I reach the bus doors, beep says the oyster card and I sit down trying to catch my breath.

Fast forward time and I make my way through the doors of KOKO; elongated bass notes penetrate the doors, I show my ticket to a man behind a glass cube, push past a row of people and Blake’s vocal tones drown out the bass and resonate throughout the room. I stand on the centre balcony, staring down at the dimly lit stage, flashes of yellow and amber illuminate Blake who is slumped behind a keyboard, accompanied on stage by his drummer and bassist.

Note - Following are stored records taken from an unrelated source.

//! Build plaintext entries from command-line flags.

use chrono::Utc;

use diary_core::entry::{Category, Image, Location, Mood, Weather, WeatherCondition};
use diary_core::{DiaryEntry, EntryMetadata};

use super::parsing::{parse_coordinates, parse_datetime, parse_image, parse_tags};
use crate::cli::EntryFieldArgs;

/// A new entry from `add` flags.
pub fn build_entry(
    title: &str,
    content: String,
    args: &EntryFieldArgs,
) -> anyhow::Result<DiaryEntry> {
    let entry = DiaryEntry::new(title, content).with_metadata(EntryMetadata::default());
    apply_field_args(entry, args)
}

/// Overlay the flags that were given onto an entry. Absent flags leave the
/// existing value alone.
pub fn apply_field_args(mut entry: DiaryEntry, args: &EntryFieldArgs) -> anyhow::Result<DiaryEntry> {
    if let Some(mood) = &args.mood {
        entry.metadata.mood = Some(mood.parse::<Mood>()?);
    }
    if let Some(note) = &args.mood_note {
        entry.mood_note = Some(note.clone());
    }
    if args.weather.is_some() || args.temperature.is_some() {
        let mut weather = entry.metadata.weather.take().unwrap_or(Weather {
            condition: None,
            temperature: None,
        });
        if let Some(condition) = &args.weather {
            weather.condition = Some(condition.parse::<WeatherCondition>()?);
        }
        if let Some(temperature) = args.temperature {
            weather.temperature = Some(temperature);
        }
        entry.metadata.weather = Some(weather);
    }
    if let Some(category) = &args.category {
        entry.metadata.category = Some(category.parse::<Category>()?);
    }
    if !args.tag.is_empty() {
        entry.tags = parse_tags(&args.tag);
    }
    if let Some(date) = &args.date {
        entry.metadata.entry_date = parse_datetime(date)?;
    }
    if args.favorite {
        entry.metadata.is_favorite = true;
    }
    if args.public {
        entry.metadata.is_private = false;
    }
    if args.location.is_some() || args.coordinates.is_some() {
        let mut location = entry.location.take().unwrap_or(Location {
            name: String::new(),
            coordinates: None,
        });
        if let Some(name) = &args.location {
            location.name = name.clone();
        }
        if let Some(coords) = &args.coordinates {
            location.coordinates = Some(parse_coordinates(coords)?);
        }
        entry.location = Some(location);
    }
    for raw in &args.image {
        let (url, caption) = parse_image(raw);
        entry.images.push(Image {
            url,
            caption,
            uploaded_at: Utc::now(),
        });
    }
    Ok(entry)
}

#[cfg(test)]
mod tests {
    use super::*;

    #[test]
    fn test_build_entry_applies_flags() {
        let args = EntryFieldArgs {
            mood: Some("grateful".to_string()),
            weather: Some("rainy".to_string()),
            temperature: Some(12.5),
            category: Some("travel".to_string()),
            tag: vec!["lake,family".to_string()],
            date: Some("2024-05-01".to_string()),
            favorite: true,
            location: Some("Bled".to_string()),
            coordinates: Some("46.36,14.09".to_string()),
            image: vec!["https://img/1.jpg|boat".to_string()],
            ..Default::default()
        };
        let entry = build_entry("Trip", "We rowed.".to_string(), &args).unwrap();
        assert_eq!(entry.metadata.mood, Some(Mood::Grateful));
        assert_eq!(entry.metadata.category, Some(Category::Travel));
        assert_eq!(
            entry.metadata.weather.as_ref().unwrap().condition,
            Some(WeatherCondition::Rainy)
        );
        assert_eq!(entry.tags, vec!["lake", "family"]);
        assert!(entry.metadata.is_favorite);
        assert!(entry.metadata.is_private);
        assert_eq!(entry.location.as_ref().unwrap().name, "Bled");
        assert_eq!(entry.images[0].caption.as_deref(), Some("boat"));
    }

    #[test]
    fn test_apply_keeps_unspecified_values() {
        let args = EntryFieldArgs {
            mood: Some("happy".to_string()),
            tag: vec!["x".to_string()],
            ..Default::default()
        };
        let entry = build_entry("T", "C".to_string(), &args).unwrap();

        let edit = EntryFieldArgs {
            public: true,
            ..Default::default()
        };
        let edited = apply_field_args(entry, &edit).unwrap();
        assert_eq!(edited.metadata.mood, Some(Mood::Happy));
        assert_eq!(edited.tags, vec!["x"]);
        assert!(!edited.metadata.is_private);
    }

    #[test]
    fn test_invalid_enum_is_error() {
        let args = EntryFieldArgs {
            mood: Some("ecstatic".to_string()),
            ..Default::default()
        };
        assert!(build_entry("T", "C".to_string(), &args).is_err());
    }
}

The auto-tuned vocals of ‘Unluck’ come to an end and the electronic fuzz hums to a stop, at which point the silence is replaced with woos, whistles and claps; Blake reciprocates the gesture with some kind words, which I don’t really take any notice of. Not before long the lyrics “My brother and my sister, don’t speak to me...” fall effortlessly from Blake’s mouth and his voice is momentarily silenced by the cheers from the crowd. This number masquerading as a somewhat slow and emotional gospel, about a disjointed family issue, rises in tension as the kick drum begins, and the sombre synths and tampered vocal tones build to a screeching crescendo.

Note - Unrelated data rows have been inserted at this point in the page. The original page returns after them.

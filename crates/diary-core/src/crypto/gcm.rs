//! AES-256-GCM field cipher (client-key variant, system of record).
//!
//! Each field is JSON-wrapped, encrypted under the session key with a fresh
//! 96-bit random nonce, and returned as `{ data, iv }`. The authentication tag
//! is carried at the end of `data`.

use aes_gcm::aead::{Aead, KeyInit};
use aes_gcm::{Aes256Gcm, Key, Nonce};
use serde::de::DeserializeOwned;
use serde::Serialize;
use zeroize::Zeroizing;

use super::secret::{fill_random, SecretKey};
use crate::error::{DiaryError, Result};
use crate::field::EncryptedField;

/// AES-GCM nonce length in bytes (96-bit).
pub const NONCE_LENGTH: usize = 12;

/// AES-GCM authentication tag length in bytes.
pub const TAG_LENGTH: usize = 16;

/// A secret prepared for repeated encrypt/decrypt calls.
///
/// This is the session-scoped capability: whoever holds a bound handle can
/// read and write entry content. [`CipherHandle::release`] ends that access.
pub struct CipherHandle {
    cipher: Option<Aes256Gcm>,
}

impl CipherHandle {
    /// A handle with no key bound. Every operation fails with `KeyUnavailable`.
    pub fn unbound() -> Self {
        Self { cipher: None }
    }

    /// Whether a key is currently bound.
    pub fn is_bound(&self) -> bool {
        self.cipher.is_some()
    }

    /// Drop the bound key schedule. Idempotent.
    pub fn release(&mut self) {
        if self.cipher.take().is_some() {
            tracing::debug!("released cipher handle");
        }
    }

    fn cipher(&self) -> Result<&Aes256Gcm> {
        self.cipher.as_ref().ok_or(DiaryError::KeyUnavailable)
    }
}

impl std::fmt::Debug for CipherHandle {
    fn fmt(&self, f: &mut std::fmt::Formatter<'_>) -> std::fmt::Result {
        f.debug_struct("CipherHandle")
            .field("bound", &self.is_bound())
            .finish()
    }
}

/// Prepare a secret for use. Binding the same secret twice yields equivalent
/// handles; the secret itself is not retained.
pub fn bind_for_use(secret: &SecretKey) -> CipherHandle {
    let key = Key::<Aes256Gcm>::from_slice(secret.as_bytes());
    CipherHandle {
        cipher: Some(Aes256Gcm::new(key)),
    }
}

/// Consume a handle, discarding its key material.
pub fn release(mut handle: CipherHandle) {
    handle.release();
}

/// Encrypt any JSON-serializable value.
///
/// # Errors
///
/// - `DiaryError::KeyUnavailable` if the handle has been released
/// - `DiaryError::Crypto` if the RNG or the primitive fails
pub fn encrypt_value<T: Serialize + ?Sized>(
    value: &T,
    handle: &CipherHandle,
) -> Result<EncryptedField> {
    let cipher = handle.cipher()?;
    let plaintext = Zeroizing::new(serde_json::to_vec(value)?);

    let mut iv = [0u8; NONCE_LENGTH];
    fill_random(&mut iv)?;

    let data = cipher
        .encrypt(Nonce::from_slice(&iv), plaintext.as_slice())
        .map_err(|e| DiaryError::Crypto(format!("Encryption failed: {}", e)))?;

    Ok(EncryptedField::Gcm {
        data,
        iv: iv.to_vec(),
    })
}

/// Encrypt a single string field.
pub fn encrypt_field(plaintext: &str, handle: &CipherHandle) -> Result<EncryptedField> {
    encrypt_value(plaintext, handle)
}

/// Authenticate and decrypt a field into any JSON-deserializable value.
///
/// # Errors
///
/// - `DiaryError::KeyUnavailable` if the handle has been released
/// - `DiaryError::MalformedCiphertext` if the field is not a GCM field or the
///   nonce has the wrong length
/// - `DiaryError::AuthenticationFailed` if the tag check fails
pub fn decrypt_value<T: DeserializeOwned>(
    field: &EncryptedField,
    handle: &CipherHandle,
) -> Result<T> {
    let cipher = handle.cipher()?;
    let (data, iv) = match field {
        EncryptedField::Gcm { data, iv } => (data, iv),
        EncryptedField::PackedCbc(_) => {
            return Err(DiaryError::MalformedCiphertext(
                "expected a GCM field, found a packed CBC string".to_string(),
            ))
        }
    };

    if iv.len() != NONCE_LENGTH {
        return Err(DiaryError::MalformedCiphertext(format!(
            "nonce must be {} bytes (got {})",
            NONCE_LENGTH,
            iv.len()
        )));
    }
    if data.len() < TAG_LENGTH {
        return Err(DiaryError::MalformedCiphertext(
            "ciphertext shorter than authentication tag".to_string(),
        ));
    }

    let plaintext = Zeroizing::new(
        cipher
            .decrypt(Nonce::from_slice(iv), data.as_slice())
            .map_err(|_| DiaryError::AuthenticationFailed)?,
    );

    serde_json::from_slice(&plaintext).map_err(|e| {
        DiaryError::MalformedCiphertext(format!("decrypted payload is not valid JSON: {}", e))
    })
}

/// Authenticate and decrypt a single string field.
pub fn decrypt_field(field: &EncryptedField, handle: &CipherHandle) -> Result<String> {
    decrypt_value(field, handle)
}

A girl with bleached hair nods her head out of time to the beat.

The humble Blake thanks the crowd, letting us all know he hasn’t quite played a gig like this before. Next up is the rather mundane track ‘Lindesfarne I’, which although perfectly delivered with the slowed, layered and controlled vocals, lacks the substance, which captivates me about Blake’s ability as a song writer. Perhaps what’s making this worst is the couple whose ‘song’ this must be, stare into each other’s eyes and kiss passionately, as the guitar picking begins in ‘Lindesfarne II’, which makes me wince.

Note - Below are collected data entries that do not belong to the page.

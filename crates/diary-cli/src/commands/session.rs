//! Key and session commands: keygen, unlock, lock, status.

use diary_core::crypto::{export_for_backup, generate_secret, import_from_input};
use diary_core::storage::{EntryFilter, Listed};
use diary_core::{open_entry, RestoredSession, Session, SessionVault};

use crate::app::AppContext;
use crate::cli::{KeygenArgs, StatusArgs, UnlockArgs};
use crate::errors::CliError;
use crate::helpers::prompt_secret_key;
use crate::security::{generate_session_token, write_private, Vault};
use crate::ui::{self, badge, kv, receipt, Badge};

/// Current token, or a fresh one when signed out.
fn session_token(vault: &Vault, explicit: Option<&str>) -> anyhow::Result<String> {
    if let Some(token) = explicit.filter(|t| !t.trim().is_empty()) {
        return Ok(token.to_string());
    }
    match vault.load_token()? {
        Some(token) => Ok(token),
        None => generate_session_token(),
    }
}

pub fn handle_keygen(ctx: &AppContext, args: &KeygenArgs) -> anyhow::Result<()> {
    let custody = ctx.custody()?;
    if let RestoredSession::Active(_) = custody.restore()? {
        return Err(CliError::invalid_input(
            "A key is already unlocked. Entries written with it would become unreadable under a new key. Run `diary lock` first if you really want a new key.",
        )
        .into());
    }

    let secret = generate_secret()?;
    let token = session_token(custody.vault(), None)?;
    custody.begin_session(&token, &secret)?;
    let backup = export_for_backup(&secret);

    if let Some(path) = &args.out {
        write_private(path, backup.as_bytes())
            .map_err(|e| anyhow::anyhow!("Failed to write key to {}: {}", path.display(), e))?;
    }
    tracing::info!("generated new encryption key");

    let ui_ctx = ctx.ui(false);
    if ctx.quiet() {
        println!("{}", backup.as_str());
        return Ok(());
    }
    ui::print(
        &ui_ctx,
        &receipt(&ui_ctx, "Key generated and unlocked", &[("Backup key", backup.as_str().to_string())]),
    );
    if let Some(path) = &args.out {
        ui::print(&ui_ctx, &kv(&ui_ctx, "Written to", &path.display().to_string()));
    }
    ui::print(
        &ui_ctx,
        &badge(
            &ui_ctx,
            Badge::Warn,
            "Store this key somewhere safe. It is the only way to read your entries on another device.",
        ),
    );
    Ok(())
}

pub fn handle_unlock(ctx: &AppContext, args: &UnlockArgs) -> anyhow::Result<()> {
    let ui_ctx = ctx.ui(false);
    let input = prompt_secret_key(ui_ctx.is_interactive())?;
    let secret = import_from_input(&input)?;

    let custody = ctx.custody()?;
    let token = session_token(custody.vault(), args.token.as_deref())?;
    let session = custody.begin_session(&token, &secret)?;

    let key_matches = newest_entry_opens(ctx, &session);

    if !ctx.quiet() {
        ui::print(&ui_ctx, &badge(&ui_ctx, Badge::Ok, "Diary unlocked"));
        if !key_matches {
            ui::print(
                &ui_ctx,
                &badge(
                    &ui_ctx,
                    Badge::Warn,
                    "This key does not open your newest entry. Run `diary lock` and unlock with the right key.",
                ),
            );
        }
    }
    Ok(())
}

/// Try the unlocked key on the newest entry so a mistyped key is noticed now.
///
/// Best effort: the session is already saved, so a store that cannot be read
/// is logged and treated as a match.
fn newest_entry_opens(ctx: &AppContext, session: &Session) -> bool {
    let newest = ctx.open_service().and_then(|service| {
        let owner_id = ctx.owner_id()?;
        Ok(service.list_sealed(owner_id, &EntryFilter::default().with_limit(1))?)
    });
    let newest = match newest {
        Ok(newest) => newest,
        Err(err) => {
            tracing::warn!(error = %err, "could not read the store to check the unlocked key");
            return true;
        }
    };

    match newest.first() {
        Some(Listed::Readable(doc)) => match open_entry(&doc.body, session.cipher()) {
            Err(err) if err.is_decrypt_failure() => {
                tracing::warn!(entry_id = %doc.id, "unlocked key does not open the newest entry");
                false
            }
            _ => true,
        },
        Some(Listed::Unreadable(entry)) => {
            tracing::warn!(entry_id = %entry.id, "newest entry is unreadable; key not checked");
            true
        }
        None => true,
    }
}

pub fn handle_lock(ctx: &AppContext) -> anyhow::Result<()> {
    let custody = ctx.custody()?;
    match custody.restore()? {
        RestoredSession::Active(session) => custody.end_session(session)?,
        RestoredSession::NeedsKey { .. } | RestoredSession::SignedOut => custody.sign_out()?,
    }
    tracing::info!("session ended");
    if !ctx.quiet() {
        let ui_ctx = ctx.ui(false);
        ui::print(&ui_ctx, &badge(&ui_ctx, Badge::Locked, "Diary locked."));
    }
    Ok(())
}

pub fn handle_status(ctx: &AppContext, args: &StatusArgs) -> anyhow::Result<()> {
    let ui_ctx = ctx.ui(args.json);
    let config = ctx.config()?;
    let config_path = ctx.config_path()?;
    let store_path = ctx.store_path()?;

    let state = match ctx.custody()?.restore()? {
        RestoredSession::Active(_) => "unlocked",
        RestoredSession::NeedsKey { .. } => "locked",
        RestoredSession::SignedOut => "signed_out",
    };
    let entry_count = match ctx.open_service() {
        Ok(service) => Some(
            service
                .list_sealed(config.account.owner_id, &EntryFilter::default())?
                .len(),
        ),
        Err(_) => None,
    };

    if args.json {
        let output = serde_json::json!({
            "config": config_path,
            "store": store_path,
            "store_exists": entry_count.is_some(),
            "session_backend": config.session.backend.to_string(),
            "session": state,
            "entries": entry_count,
        });
        println!("{}", serde_json::to_string_pretty(&output)?);
        return Ok(());
    }

    let mut lines = vec![ui::header(&ui_ctx, "status", None)];
    lines.push(kv(&ui_ctx, "Config", &config_path.display().to_string()));
    lines.push(kv(&ui_ctx, "Store", &store_path.display().to_string()));
    lines.push(kv(&ui_ctx, "Session backend", &config.session.backend.to_string()));
    lines.push(kv(&ui_ctx, "Session", state));
    lines.push(kv(
        &ui_ctx,
        "Entries",
        &entry_count.map_or_else(|| "store missing".to_string(), |n| n.to_string()),
    ));
    ui::print(&ui_ctx, &lines.join("\n"));
    Ok(())
}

Fortunately for me, without any deliberation, favourite track from his self titled album, James Blake, begins. ‘I Mind’ is a haunting number with a slowed down quasi-garage vocal, complimented with softly played piano chords. The track begins to fade out and is replaced with what can only be described as the sound of a smoke machine spraying out smoke, only there’s no smoke. The sound almost becomes unbearable but the song quickly comes back to life and as the last strains of the track come to a quiet halt ‘C.M.Y.K.’ begins. One of Blake’s most reputable tracks from the C.M.Y.K. E.P. is performed without any trepidation, despite being the first time performed live. Replicating the 90’s R ‘n’ B styled vocals with the mid-tempo beat is dealt with more conviction than any other song during his performance tonight.

‘Limit To Your Love’, receives a warm reception and it has to be said that Blake’s performance can hardly be faulted. Despite the slower numbers like ‘Measurements’ and part I and II of ‘Lindesfarne’, which deny the crowd from wanting to nod their heads to a beat, or move their bodies in a rhythmic way, Blake still charmed and entertained the crowd with his ability in replicating a selection of well produced songs live.